As eleições de 2022 criaram uma nova estrutura parlamentar que era menos favorável aos interesses de Macron, forçando sucessivos presidentes a forçar a aprovação de leis importantes ao custo de uma sucessão de moções de censura. Élisabeth Borne foi a primeira a sofrer com esse novo cenário antes de passar o cargo para Gabriel Attal, que é visto por muitos como o Delfim de Macron.
A vitória do Rassemblement Nationale nas eleições europeias levou o presidente a convocar eleições parlamentares antecipadas em junho de 2024, em um novo cenário em que a batalha era principalmente entre a esquerda e a extrema direita. Sem uma maioria clara, Macron mais uma vez apelou para vozes moderadas para apresentar um governo com o ex-ministro e ex-comissário europeu Michel Barnier à frente, mas ele não durou três meses.
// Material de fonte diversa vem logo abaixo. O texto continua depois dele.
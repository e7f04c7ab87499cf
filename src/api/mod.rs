pub mod graphql;
pub mod health;
pub mod metrics;
pub mod swagger;

use actix_web::web;
use utoipa::OpenApi;
use utoipa_swagger_ui::SwaggerUi;

/// Registers every route of the service
pub fn configure(cfg: &mut web::ServiceConfig) {
    let openapi = swagger::ApiDoc::openapi();

    cfg.service(SwaggerUi::new("/swagger-ui/{_:.*}").url("/api-docs/openapi.json", openapi))
        .route("/health", web::get().to(health::health_check))
        .route("/metrics", web::get().to(metrics::get_metrics))
        .service(
            web::resource("/graphql")
                .route(web::post().to(graphql::graphql_handler))
                .route(web::get().to(graphql::graphiql)),
        );
}
use crate::services::UserService;
use actix_web::{web, HttpResponse};
use serde::{Deserialize, Serialize};

#[derive(Serialize, Deserialize, utoipa::ToSchema)]
pub struct HealthResponse {
    /// `healthy` or `degraded`
    pub status: String,
    /// `up` or `down`
    pub store: String,
    pub service: String,
    pub version: String,
    pub timestamp: i64,
}

#[utoipa::path(
    get,
    path = "/health",
    tag = "Health",
    responses(
        (status = 200, description = "Service and store are up", body = HealthResponse),
        (status = 503, description = "Store does not answer", body = HealthResponse)
    )
)]
pub async fn health_check(service: web::Data<UserService>) -> HttpResponse {
    let store_up = match service.check_store().await {
        Ok(()) => true,
        Err(e) => {
            log::warn!("⚠️  Health check: store is down: {}", e);
            false
        }
    };

    let body = HealthResponse {
        status: if store_up { "healthy" } else { "degraded" }.to_string(),
        store: if store_up { "up" } else { "down" }.to_string(),
        service: env!("CARGO_PKG_NAME").to_string(),
        version: env!("CARGO_PKG_VERSION").to_string(),
        timestamp: chrono::Utc::now().timestamp(),
    };

    if store_up {
        HttpResponse::Ok().json(body)
    } else {
        HttpResponse::ServiceUnavailable().json(body)
    }
}
use std::env;
use std::str::FromStr;

#[derive(Debug, Clone, Copy, PartialEq, Eq)]
pub enum StoreBackend {
    MongoDB,
    /// Process-local, lost on restart
    Memory,
}

impl FromStr for StoreBackend {
    type Err = String;

    fn from_str(s: &str) -> Result<Self, Self::Err> {
        match s.trim().to_ascii_lowercase().as_str() {
            "mongodb" | "mongo" => Ok(StoreBackend::MongoDB),
            "memory" => Ok(StoreBackend::Memory),
            other => Err(format!("Unknown STORE_BACKEND '{}' (expected 'mongodb' or 'memory')", other)),
        }
    }
}

/// Settings read once at startup from the environment (and `.env`)
#[derive(Debug, Clone)]
pub struct Settings {
    pub host: String,
    pub port: u16,
    pub store_backend: StoreBackend,
    pub database_url: String,
    pub database_name: String,
    pub password_hash_cost: u32,
    pub allowed_origins: Vec<String>,
}

impl Settings {
    pub fn from_env() -> Result<Self, String> {
        Self::from_lookup(|key| env::var(key).ok())
    }

    fn from_lookup<F>(lookup: F) -> Result<Self, String>
    where
        F: Fn(&str) -> Option<String>,
    {
        let var = |key: &str, default: &str| lookup(key).unwrap_or_else(|| default.to_string());

        let port = var("PORT", "4000")
            .parse::<u16>()
            .map_err(|e| format!("Invalid PORT: {}", e))?;

        let store_backend = var("STORE_BACKEND", "mongodb").parse::<StoreBackend>()?;

        let password_hash_cost = match lookup("PASSWORD_HASH_COST") {
            Some(raw) => raw
                .parse::<u32>()
                .map_err(|e| format!("Invalid PASSWORD_HASH_COST: {}", e))?,
            None => bcrypt::DEFAULT_COST,
        };
        if !(4..=31).contains(&password_hash_cost) {
            return Err(format!(
                "PASSWORD_HASH_COST must be between 4 and 31, got {}",
                password_hash_cost
            ));
        }

        let allowed_origins = var("CORS_ALLOWED_ORIGINS", "http://localhost:3000")
            .split(',')
            .map(str::trim)
            .filter(|origin| !origin.is_empty())
            .map(String::from)
            .collect();

        Ok(Settings {
            host: var("HOST", "0.0.0.0"),
            port,
            store_backend,
            database_url: var("DATABASE_URL", "mongodb://localhost:27017"),
            database_name: var("DATABASE_NAME", "task_manager"),
            password_hash_cost,
            allowed_origins,
        })
    }
}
Em dezembro de 2024, teve início a era Bayrou, um veterano na política francesa, cujo governo sofreu a mesma falta de apoio que seu antecessor. Rostos diferentes, mas a mesma aritmética na Assembleia Nacional, onde as apostas já são altas, aguardando o que pode acontecer na segunda-feira.
O FOCO EM MACRON
A instabilidade política está afetando Macron, a ponto de dois terços dos franceses pedirem a renúncia do presidente e eleições presidenciais antecipadas, de acordo com uma pesquisa da empresa Odoxa-Backbone para o jornal "Le Figaro".
A oposição também tentou colocar os holofotes sobre Macron, responsabilizando-o pelos problemas econômicos que, segundo Bayrou, justificam os cortes propostos. A esquerda chegou a anunciar que promoverá uma moção de impeachment contra o presidente na Assembleia Nacional, um processo parlamentar complexo que provavelmente não será bem-sucedido.
Nesse meio tempo, Macron está cumprindo o cronograma e não dá indícios de uma possível saída prematura do Eliseu. "Acredito na democracia, ou seja, que os cidadãos votam por um mandato inteiro", declarou ele em uma recente aparição na mídia, na qual prometeu manter o cargo "até o fim", ou seja, até 2027.
As pesquisas para uma hipotética eleição presidencial também não mostram um cenário particularmente promissor para o movimento "macronista", pois é o Rally Nacional que está na liderança, apesar do fato de sua candidata tradicional, Marine Le Pen, ainda estar desqualificada por uma ordem judicial.